Приходят мама и папа с подносами, полными саженцев, и ручными лопатами, чтобы мы могли посадить их вокруг могилы Хлои.
— Уэс, мы с твоим отцом просто разговаривали по дороге сюда. Помнишь то лето, когда Хлое было около двенадцати и она по-настоящему увлеклась садоводством? А потом эта оса ужалила ее в ногу?
Я хихикаю.
— Да, и она разозлилась на меня за то, что я все испортил.
Мама смеется.
— Ничего не выросло, но она была там каждый день.
Я проглатываю комок в горле.
— Это Вайолет мы только что видели? — Спрашивает папа, как будто она наш старый друг, а не злейший враг.
— Ага.
Мама опускается на землю рядом со мной.
— Вам удалось приятно поболтать? — спрашивает она своим успокаивающим медовым голосом.
— Нет, мам, это Вайолет. — Я хватаю лопату и вонзаю в землю. — У нас не принято мило болтать.
— Раньше так и было, — говорит папа, как будто мне нужно это гребаное напоминание.
— Я всегда думал, что вы с Вайолет были бы очаровательной парой. — Мама сажает саженец в неглубокую ямку, которую я выкопал, и разрыхляет землю вокруг него.
— Я знаю. — Было время, когда я хотел Вайолет.
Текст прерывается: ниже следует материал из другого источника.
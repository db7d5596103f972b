//! Mission rule catalog
//!
//! Concrete checks and effectful rules over [`MissionPlan`]. The thresholds
//! are example mission limits, not engine behaviour; every strategy accepts
//! any rule.

mod commands;
mod constraints;

pub use commands::{PowerReservation, ThermalGuard};
pub use constraints::{AltitudeRange, BasicCheck, PowerLimit, TimeWindow};

use crate::rule::Check;
use mpv_plan::MissionPlan;
use serde::{Deserialize, Serialize};

/// Mission limits the catalog checks enforce
#[derive(Debug, Clone, PartialEq, Serialize, Deserialize)]
#[serde(default)]
pub struct MissionLimits {
    /// Highest acceptable power draw
    pub max_power: f64,
    /// Lowest acceptable altitude (km)
    pub min_altitude: f64,
    /// Highest acceptable altitude (km)
    pub max_altitude: f64,
    /// Earliest hour a mission may start
    pub earliest_start_hour: u32,
    /// Latest hour a mission may end
    pub latest_end_hour: u32,
}

impl Default for MissionLimits {
    fn default() -> Self {
        Self {
            max_power: 100.0,
            min_altitude: 500.0,
            max_altitude: 1000.0,
            earliest_start_hour: 6,
            latest_end_hour: 22,
        }
    }
}

impl MissionLimits {
    /// Power check for these limits
    #[must_use]
    pub fn power(&self) -> PowerLimit {
        PowerLimit::new(self.max_power)
    }

    /// Altitude check for these limits
    #[must_use]
    pub fn altitude(&self) -> AltitudeRange {
        AltitudeRange::new(self.min_altitude, self.max_altitude)
    }

    /// Time-window check for these limits
    #[must_use]
    pub fn time_window(&self) -> TimeWindow {
        TimeWindow::from_hours(self.earliest_start_hour, self.latest_end_hour)
    }

    /// The standard checks in evaluation order: time, altitude, power
    #[must_use]
    pub fn checks(&self) -> Vec<Box<dyn Check<MissionPlan>>> {
        vec![
            Box::new(self.time_window()),
            Box::new(self.altitude()),
            Box::new(self.power()),
        ]
    }
}
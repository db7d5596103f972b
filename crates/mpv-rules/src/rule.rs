//! Rule and check traits
//!
//! Provides the [`Rule`] capability every strategy composes, and the narrower
//! [`Check`] predicate used as a decorator layer or chain node body.

use crate::decorator::Decorated;
use crate::error::RuleFault;
use serde::{Deserialize, Serialize};
use std::fmt::{self, Display, Formatter};
use std::sync::Arc;

/// Outcome of a single evaluation
///
/// A failing verdict is a normal result, not an error. Malformed input is
/// reported separately as [`RuleFault`].
#[derive(Debug, Clone, Copy, PartialEq, Eq, Hash, Serialize, Deserialize)]
#[serde(rename_all = "snake_case")]
pub enum Verdict {
    /// The plan satisfies the rule
    Pass,
    /// The plan is rejected by the rule
    Fail,
}

impl Verdict {
    /// Check if this is [`Verdict::Pass`]
    #[inline]
    #[must_use]
    pub fn is_pass(self) -> bool {
        matches!(self, Self::Pass)
    }

    /// Check if this is [`Verdict::Fail`]
    #[inline]
    #[must_use]
    pub fn is_fail(self) -> bool {
        matches!(self, Self::Fail)
    }
}

impl From<bool> for Verdict {
    #[inline]
    fn from(passed: bool) -> Self {
        if passed {
            Self::Pass
        } else {
            Self::Fail
        }
    }
}

impl Display for Verdict {
    fn fmt(&self, f: &mut Formatter<'_>) -> fmt::Result {
        match self {
            Self::Pass => f.write_str("PASS"),
            Self::Fail => f.write_str("FAIL"),
        }
    }
}

/// Atomic unit of validation
///
/// # Contract
/// - `evaluate` may be called repeatedly; only the most recent successful
///   call is eligible for `undo`.
/// - A rule returning [`Verdict::Fail`] commits no effect.
/// - `undo` on a rule that never successfully evaluated is a no-op, and a
///   second `undo` without an intervening successful `evaluate` is a no-op.
/// - `name` is for diagnostics only, never equality or ordering.
pub trait Rule<P: ?Sized>: Send + Sync + fmt::Debug {
    /// Diagnostic name
    fn name(&self) -> &str;

    /// Evaluate the plan
    ///
    /// # Returns
    /// - `Ok(Verdict)` for an accept/reject decision
    /// - `Err(RuleFault)` if the rule cannot interpret the plan
    fn evaluate(&self, plan: &P) -> Result<Verdict, RuleFault>;

    /// Reverse the effect of the most recent successful `evaluate`
    fn undo(&self) {}

    /// Forward link for chain nodes
    ///
    /// Introspection only: used to walk a chain and detect cycles.
    fn successor(&self) -> Option<Arc<dyn Rule<P>>> {
        None
    }

    /// Whether the rule at address `target` is this rule or is evaluated
    /// through it
    ///
    /// Wrappers and groups forward to every rule they hold, so a chain can
    /// refuse links that would loop back through them.
    fn reaches(&self, target: *const ()) -> bool {
        std::ptr::eq((self as *const Self).cast::<()>(), target)
    }
}

impl<P: ?Sized, R: Rule<P> + ?Sized> Rule<P> for Box<R> {
    fn name(&self) -> &str {
        (**self).name()
    }

    fn evaluate(&self, plan: &P) -> Result<Verdict, RuleFault> {
        (**self).evaluate(plan)
    }

    fn undo(&self) {
        (**self).undo();
    }

    fn successor(&self) -> Option<Arc<dyn Rule<P>>> {
        (**self).successor()
    }

    fn reaches(&self, target: *const ()) -> bool {
        (**self).reaches(target)
    }
}

impl<P: ?Sized, R: Rule<P> + ?Sized> Rule<P> for Arc<R> {
    fn name(&self) -> &str {
        (**self).name()
    }

    fn evaluate(&self, plan: &P) -> Result<Verdict, RuleFault> {
        (**self).evaluate(plan)
    }

    fn undo(&self) {
        (**self).undo();
    }

    fn successor(&self) -> Option<Arc<dyn Rule<P>>> {
        (**self).successor()
    }

    fn reaches(&self, target: *const ()) -> bool {
        (**self).reaches(target)
    }
}

/// Effect-free predicate
///
/// Decorator layers and chain node bodies are checks: they decide, they
/// never commit anything that would need undoing.
pub trait Check<P: ?Sized>: Send + Sync + fmt::Debug {
    /// Diagnostic name
    fn name(&self) -> &str;

    /// Decide whether the plan passes
    fn check(&self, plan: &P) -> Result<Verdict, RuleFault>;
}

impl<P: ?Sized, C: Check<P> + ?Sized> Check<P> for Box<C> {
    fn name(&self) -> &str {
        (**self).name()
    }

    fn check(&self, plan: &P) -> Result<Verdict, RuleFault> {
        (**self).check(plan)
    }
}

impl<P: ?Sized, C: Check<P> + ?Sized> Check<P> for Arc<C> {
    fn name(&self) -> &str {
        (**self).name()
    }

    fn check(&self, plan: &P) -> Result<Verdict, RuleFault> {
        (**self).check(plan)
    }
}

/// Leaf rule backed by a [`Check`]
///
/// Has no effect of its own, so `undo` is a no-op.
#[derive(Debug, Clone)]
pub struct CheckRule<C> {
    check: C,
}

impl<C> CheckRule<C> {
    /// Wrap a check
    #[inline]
    #[must_use]
    pub fn new(check: C) -> Self {
        Self { check }
    }

    /// Borrow the wrapped check
    #[inline]
    #[must_use]
    pub fn inner(&self) -> &C {
        &self.check
    }
}

impl<P: ?Sized, C: Check<P>> Rule<P> for CheckRule<C> {
    fn name(&self) -> &str {
        self.check.name()
    }

    fn evaluate(&self, plan: &P) -> Result<Verdict, RuleFault> {
        let verdict = self.check.check(plan)?;
        tracing::debug!(rule = self.check.name(), %verdict, "check evaluated");
        Ok(verdict)
    }
}

/// Closure-backed check
pub struct FnCheck<F> {
    name: String,
    f: F,
}

impl<F> FnCheck<F> {
    /// Create a named check from a closure
    #[inline]
    #[must_use]
    pub fn new(name: impl Into<String>, f: F) -> Self {
        Self {
            name: name.into(),
            f,
        }
    }
}

impl<F> fmt::Debug for FnCheck<F> {
    fn fmt(&self, f: &mut Formatter<'_>) -> fmt::Result {
        f.debug_struct("FnCheck").field("name", &self.name).finish()
    }
}

impl<P: ?Sized, F> Check<P> for FnCheck<F>
where
    F: Fn(&P) -> Result<Verdict, RuleFault> + Send + Sync,
{
    fn name(&self) -> &str {
        &self.name
    }

    fn check(&self, plan: &P) -> Result<Verdict, RuleFault> {
        (self.f)(plan)
    }
}

/// Fluent helpers available on every sized rule
pub trait RuleExt<P: ?Sized>: Rule<P> + Sized + 'static {
    /// Wrap this rule in a decorator layer
    ///
    /// `base.decorate(a).decorate(b)` evaluates `base`, then `a`, then `b`.
    fn decorate<C: Check<P> + 'static>(self, layer: C) -> Decorated<P> {
        Decorated::new(self, layer)
    }

    /// Box as a trait object
    fn boxed(self) -> Box<dyn Rule<P>> {
        Box::new(self)
    }

    /// Share as a trait object (chain successors are shared)
    fn shared(self) -> Arc<dyn Rule<P>> {
        Arc::new(self)
    }
}

impl<P: ?Sized, R: Rule<P> + 'static> RuleExt<P> for R {}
Хотел ее во всех смыслах этого слова. Но сейчас этого никогда не произойдет.
Мама хватает меня за руку, ее рука вся в грязи, потому что она забыла перчатки. Или она не хотела приносить ничего, надеясь, что прохладная земля между ее пальцами заставит ее почувствовать себя ближе к моей покойной сестре в день ее двадцатилетия.
— Я просто хочу, чтобы ты был счастлив.
— Мы оба хотим. — Папа похлопывает лопатой по земле, где он посадил молодое деревце с другой стороны могилы Хлои. Она бы с удовольствием была здесь, занимаясь этим вместе с нами.
— Не знаю, как быть, — признаюсь я, уставившись на слова на ее надгробии, пока они не начинают расплываться.
— Для начала прости Вайолет, — говорит мне мама. Я открываю рот, чтобы возразить, но она обрывает меня. — Вайолет — хорошая девочка, Уэс, и она была таким отличным другом для Хлои. Она искренне переживает из-за того, что произошло.
— Она должна. — Я все еще не понимаю, как они могут так легко простить ее. Как они могут просто отмахнуться от смерти Хлои, как будто кто-то другой не был ее причиной. Как будто ее лучшая подруга не предала ее самым худшим из возможных способов.
Мама смотрит на меня, брови нахмурены, но взгляд нежный.
— Ты можешь позволить себе чувствовать себя счастливым, Уэс. Это не значит, что ты перестал оплакивать свою сестру или любишь ее меньше. — Я не могу проглотить этот гребаный комок в горле. — Вы с Вайолет оба оплакиваете того, кого вы так сильно любили. Вы могли бы помочь друг другу пережить это, но вместо этого ты усугубляешь ее потерю для вас обоих. Хлоя была бы так расстроена, если бы узнала, что ты закрываешь свое сердце для ее лучшей подруги только потому, что стыдишься чувствовать себя счастливым.